筋トレがAGAを進行させる可能性はゼロではない

筋トレによるAGAへの影響についてご紹介しましたが、必ずしも関係がないとはいい切れません。実際に、筋トレをしてから何となく薄毛が進行してきたような…と感じている方もいるようです。次のようなことに当てはまる方は注意してみてくださいね。

すでにAGAの症状がある

先述したようにAGAはジヒドロテストステロンによって引き起こされるわけですが、男性の中には薄毛の方もいれば、フサフサの方もいますよね。この違いはどこにあるのでしょうか。

ここで注目したいのが、アンドロゲンレセプターと呼ばれる男性ホルモン受容体の働きです。ジヒドロテストステロンがAGAの大きな原因だとご紹介しましたが、ジヒドロテストステロンは毛根にある毛乳頭と呼ばれるところに存在している男性ホルモン受容体と結びつくことによって髪の毛の寿命を縮めます。

つまり、ジヒドロテストステロンだけでなく、男性ホルモン受容体もAGAと深く関わっているわけですが、人によってジヒドロテストステロンと男性ホルモン受容体がどれくらい結びつきやすいのか?は違いがあるのです。

男性ホルモン受容体の感受性が強い人ほどAGAになりやすいといえるでしょう。また、人によって5αリダクターゼの生産量も異なるため、生産量が多い人ほどAGAになりやすい体質といえます。

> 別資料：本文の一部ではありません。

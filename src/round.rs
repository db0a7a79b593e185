//! Round controller: sequences one hand from setup to pot award.

use crate::agents::AgentTable;
use crate::betting::{ActionError, BettingRound, PhaseSummary};
use crate::cards::Card;
use crate::config::{ConfigError, TableConfig};
use crate::deck::{Deck, DeckError};
use crate::evaluator::{best_hand, showdown_winner, BestHand, EvalError};
use crate::events::{EventKind, TableEvent, TableObserver};
use crate::hand::{Board, HandError, HoleCards};
use crate::player::{Player, PlayerId};
use rand::Rng;
use std::fmt;
use tracing::{debug, info, warn};

#[derive(Debug, Clone, Copy, PartialEq, Eq, PartialOrd, Ord, Hash)]
pub enum Phase {
    Setup,
    PreFlop,
    Flop,
    Turn,
    River,
    Showdown,
}

impl Phase {
    pub fn label(self) -> &'static str {
        match self {
            Phase::Setup => "Setup",
            Phase::PreFlop => "Pre-flop",
            Phase::Flop => "Flop",
            Phase::Turn => "Turn",
            Phase::River => "River",
            Phase::Showdown => "Showdown",
        }
    }
}

impl fmt::Display for Phase {
    fn fmt(&self, f: &mut fmt::Formatter<'_>) -> fmt::Result {
        f.write_str(self.label())
    }
}

#[derive(thiserror::Error, Debug, Clone, PartialEq, Eq)]
#[non_exhaustive]
pub enum RoundError {
    #[error("need at least two players with chips, have {0}")]
    NotEnoughPlayers(usize),
    #[error(transparent)]
    Config(#[from] ConfigError),
    #[error(transparent)]
    Deck(#[from] DeckError),
    #[error(transparent)]
    Hand(#[from] HandError),
    #[error(transparent)]
    Eval(#[from] EvalError),
    #[error(transparent)]
    Action(#[from] ActionError),
}

/// Everything that changes during a hand. Owned by [`RoundController`];
/// betting and evaluation only ever borrow it.
#[derive(Debug, Clone, PartialEq, Eq)]
pub struct RoundState {
    pub(crate) phase: Phase,
    pub(crate) players: Vec<Player>,
    pub(crate) board: Board,
    pub(crate) deck: Deck,
    pub(crate) pot: u64,
    pub(crate) current_bet: u64,
    pub(crate) dealer_seat: usize,
    pub(crate) small_blind_seat: usize,
    pub(crate) big_blind_seat: usize,
}

impl RoundState {
    pub fn new(players: Vec<Player>) -> Self {
        Self {
            phase: Phase::Setup,
            players,
            board: Board::default(),
            deck: Deck::standard(),
            pot: 0,
            current_bet: 0,
            dealer_seat: 0,
            small_blind_seat: 0,
            big_blind_seat: 0,
        }
    }

    pub fn phase(&self) -> Phase {
        self.phase
    }

    pub fn players(&self) -> &[Player] {
        &self.players
    }

    pub fn player(&self, id: PlayerId) -> Option<&Player> {
        self.players.iter().find(|p| p.id() == id)
    }

    pub fn board(&self) -> &Board {
        &self.board
    }

    pub fn deck(&self) -> &Deck {
        &self.deck
    }

    pub fn pot(&self) -> u64 {
        self.pot
    }

    pub fn current_bet(&self) -> u64 {
        self.current_bet
    }

    pub fn dealer_seat(&self) -> usize {
        self.dealer_seat
    }

    pub fn small_blind_seat(&self) -> usize {
        self.small_blind_seat
    }

    pub fn big_blind_seat(&self) -> usize {
        self.big_blind_seat
    }

    /// Players who have not folded.
    pub fn players_in_hand(&self) -> usize {
        self.players.iter().filter(|p| p.in_hand()).count()
    }

    /// Players who can still make decisions.
    pub fn players_able_to_act(&self) -> usize {
        self.players.iter().filter(|p| p.can_act()).count()
    }

    pub(crate) fn clear_bets(&mut self) {
        for p in &mut self.players {
            p.bet = 0;
        }
        self.current_bet = 0;
    }

    /// Next seat after `seat` still in the hand (wrapping); `seat` itself if
    /// nobody else is.
    fn next_in_hand(&self, seat: usize) -> usize {
        let n = self.players.len();
        (1..=n).map(|k| (seat + k) % n).find(|&i| self.players[i].in_hand()).unwrap_or(seat)
    }

    /// Seats in clockwise order starting at `from`.
    fn seats_from(&self, from: usize) -> impl Iterator<Item = usize> {
        let n = self.players.len();
        (0..n).map(move |k| (from + k) % n)
    }

    fn deal(&mut self, count: usize) -> Result<Vec<Card>, DeckError> {
        let (cards, rest) = self.deck.deal(count)?;
        self.deck = rest;
        Ok(cards)
    }
}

すでにAGAで薄毛が進行している方の場合、こういったAGAリスクとなる土台が整っている状態でもありますよね。その場合、筋トレによってテストステロンが分泌されると、AGAの進行を早める手助けをすることにもなりかねません。

もちろん、適度な運動は健康のためにも良いものなので、ぜひとも実践したいところではありますが、ハードな筋トレを行うとAGAが進行する可能性もないとはいい切れないでしょう。

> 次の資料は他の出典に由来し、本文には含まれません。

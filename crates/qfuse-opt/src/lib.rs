//! Graph optimization passes for quantized-operator fusion.
//!
//! Provides a [`GraphPass`] trait, a [`PassManager`] with fixed-point
//! iteration, and the built-in QDQ fusion pass that rewrites
//! QuantizeLinear/DequantizeLinear fake-quantization regions into
//! native quantized operators.

pub mod qdq;
pub mod quant;
pub mod rules;

pub use qdq::QdqFusion;
pub use quant::{QuantParams, extract_quant_params};
pub use rules::{FusionKind, FusionRegistry, FusionRule};

use std::fmt::{self, Debug};

use qfuse_graph::{ElemType, Graph, GraphError};

/// Why a candidate node was left alone.
///
/// These are expected control-flow outcomes of matching, not errors:
/// a sweep reports them per node and moves on. The node and its
/// surroundings are untouched in every case.
#[derive(Clone, Copy, Debug, PartialEq, Eq)]
pub enum MatchFailure {
    /// No fusion rule is registered for the node's operator.
    NoRule,
    /// The nodes around the candidate do not form the expected shape.
    PatternMismatch(&'static str),
    /// A scale or zero-point operand cannot be read at rewrite time.
    NotConstant(&'static str),
    /// A zero-point or scale operand has a type the fuser does not handle.
    UnsupportedType(ElemType),
}

impl fmt::Display for MatchFailure {
    fn fmt(&self, f: &mut fmt::Formatter<'_>) -> fmt::Result {
        match self {
            Self::NoRule => f.write_str("no fusion rule for operator"),
            Self::PatternMismatch(reason) => write!(f, "pattern mismatch: {reason}"),
            Self::NotConstant(what) => write!(f, "not a compile-time constant: {what}"),
            Self::UnsupportedType(ty) => write!(f, "unsupported parameter type {ty}"),
        }
    }
}

/// Hard failure while rewriting a matched region.
///
/// Raised when the graph contradicts what the matcher established,
/// which means a bug rather than an unfusable model. The rewriter
/// checks before mutating, so the graph is left as it was.
#[derive(Debug, thiserror::Error)]
pub enum TransformError {
    /// Rewrite-time consistency check failed at a node.
    #[error("inconsistent rewrite at node '{node}': {source}")]
    Rewrite {
        /// Name of the node being rewritten.
        node: String,
        /// The underlying graph inconsistency.
        source: GraphError,
    },
    /// A graph query failed before any rewrite began.
    #[error(transparent)]
    Graph(#[from] GraphError),
}

/// An optimization pass that transforms a graph.
pub trait GraphPass: Debug {
    /// Human-readable name of the pass.
    fn name(&self) -> &str;

    /// Runs the pass on a graph. Returns `true` if anything was modified.
    fn run(&self, graph: &mut Graph) -> Result<bool, TransformError>;
}

/// Maximum number of fixed-point iterations before giving up.
const MAX_ITERATIONS: usize = 10;

/// Runs passes in sequence with fixed-point iteration.
pub struct PassManager {
    passes: Vec<Box<dyn GraphPass>>,
}

impl Default for PassManager {
    fn default() -> Self {
        Self::new()
    }
}

impl PassManager {
    /// Creates an empty pass manager with no passes.
    pub fn new() -> Self {
        Self { passes: Vec::new() }
    }

    /// Creates a pass manager with the built-in passes.
    pub fn with_default_passes() -> Self {
        let mut pm = Self::new();
        pm.add_pass(Box::new(QdqFusion::new()));
        pm
    }

    /// Adds a pass to the pipeline.
    pub fn add_pass(&mut self, pass: Box<dyn GraphPass>) {
        self.passes.push(pass);
    }

    /// Runs all passes until a fixed point is reached or the iteration
    /// limit. Returns `true` if any pass modified the graph.
    pub fn run(&self, graph: &mut Graph) -> Result<bool, TransformError> {
        let mut changed_any = false;
        for iteration in 0..MAX_ITERATIONS {
            let mut changed = false;
            for pass in &self.passes {
                if pass.run(graph)? {
                    log::debug!("pass '{}' modified the graph (iteration {iteration})", pass.name());
                    changed = true;
                }
            }
            if !changed {
                break;
            }
            changed_any = true;
        }
        Ok(changed_any)
    }
}

/// Convenience function: runs the built-in passes to fixpoint.
pub fn optimize(graph: &mut Graph) -> Result<bool, TransformError> {
    PassManager::with_default_passes().run(graph)
}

AGAは遺伝の影響も大きいといわれているので、親族にAGAの方がいる場合も注意が必要です。

生活習慣に問題がある

生活が不規則になるとテストステロンの分泌量が減少することがありますが、テストステロンは男性の健康とも深く関わっています。そのため、不足を危険だと判断した身体は5αリダクターゼの働きを高め、それを補おうとすることがあるのです。

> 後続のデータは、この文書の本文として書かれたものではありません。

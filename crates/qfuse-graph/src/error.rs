//! Error types for graph construction and mutation.

use crate::graph::{NodeId, ValueId};
use crate::types::ElemType;

/// Errors reported by graph primitives and validation.
#[derive(Debug, thiserror::Error)]
pub enum GraphError {
    /// A value id does not refer to a registered value.
    #[error("value {id} is not registered in the graph")]
    UnknownValue {
        /// The offending id.
        id: ValueId,
    },

    /// A node id does not refer to a live node.
    #[error("node {id} does not exist or was removed")]
    UnknownNode {
        /// The offending id.
        id: NodeId,
    },

    /// An output value is already produced by another node.
    #[error("value '{value}' is already produced by node '{existing}' (while wiring '{adding}')")]
    DuplicateProducer {
        /// Name of the contested value.
        value: String,
        /// Name of the node already producing it.
        existing: String,
        /// Name of the node being wired.
        adding: String,
    },

    /// A node removal would leave a consumed value without a producer.
    #[error("cannot remove node '{node}': output '{value}' is still in use ({count} use(s))")]
    ConsumersRemain {
        /// Name of the node being removed.
        node: String,
        /// Name of the output value still in use.
        value: String,
        /// Remaining uses, counting a graph output as one use.
        count: usize,
    },

    /// An operand index is outside a node's input or output list.
    #[error("node '{node}' has no operand at index {index} (arity {arity})")]
    OperandIndexOutOfRange {
        /// Name of the node.
        node: String,
        /// The requested index.
        index: usize,
        /// The actual operand count.
        arity: usize,
    },

    /// The graph is not a DAG.
    #[error("graph contains a cycle ({visited} of {total} nodes reachable)")]
    Cycle {
        /// Nodes reachable before the walk stalled.
        visited: usize,
        /// Live nodes in the graph.
        total: usize,
    },

    /// A graph output is neither produced by a node nor externally supplied.
    #[error("graph output '{value}' has no producer")]
    MissingProducer {
        /// Name of the dangling output value.
        value: String,
    },

    /// Producer/consumer bookkeeping does not mirror the node operand lists.
    #[error("inconsistent link at value '{value}': {detail}")]
    InconsistentLink {
        /// Name of the affected value.
        value: String,
        /// What went out of sync.
        detail: &'static str,
    },

    /// An initializer's buffer type disagrees with its declared element type.
    #[error("initializer '{value}' is declared {expected} but holds {found} data")]
    TypeMismatch {
        /// Name of the initializer value.
        value: String,
        /// Declared element type.
        expected: ElemType,
        /// Element type of the stored buffer.
        found: ElemType,
    },
}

これによってジヒドロテストステロンが作られやすい状態になるとAGAに繋がるケースもあるため、生活習慣が乱れている方もそれを改善した上で筋トレを行いましょう。

AGA対策をしながら筋トレをしよう

筋トレをしたからといって必ずしもAGAになるとは限りません。「薄毛になるのが怖いから…」といってぶよぶよのお腹を我慢するのは正しい選択とはいえないでしょう。

そもそも、AGA遺伝子のない方は筋トレで薄毛になるリスクはないので、自分がAGA遺伝子を持っているかAGAクリニックで調べてもらうのもおすすめです。

筋トレによるAGAリスクを減らすためにも育毛剤を使いながら筋トレをしたり、髪の毛に良い働きを持った成分が含まれているプロテインを活用しながら筋トレをするなどの対策を取り入れてみてはどうでしょうか。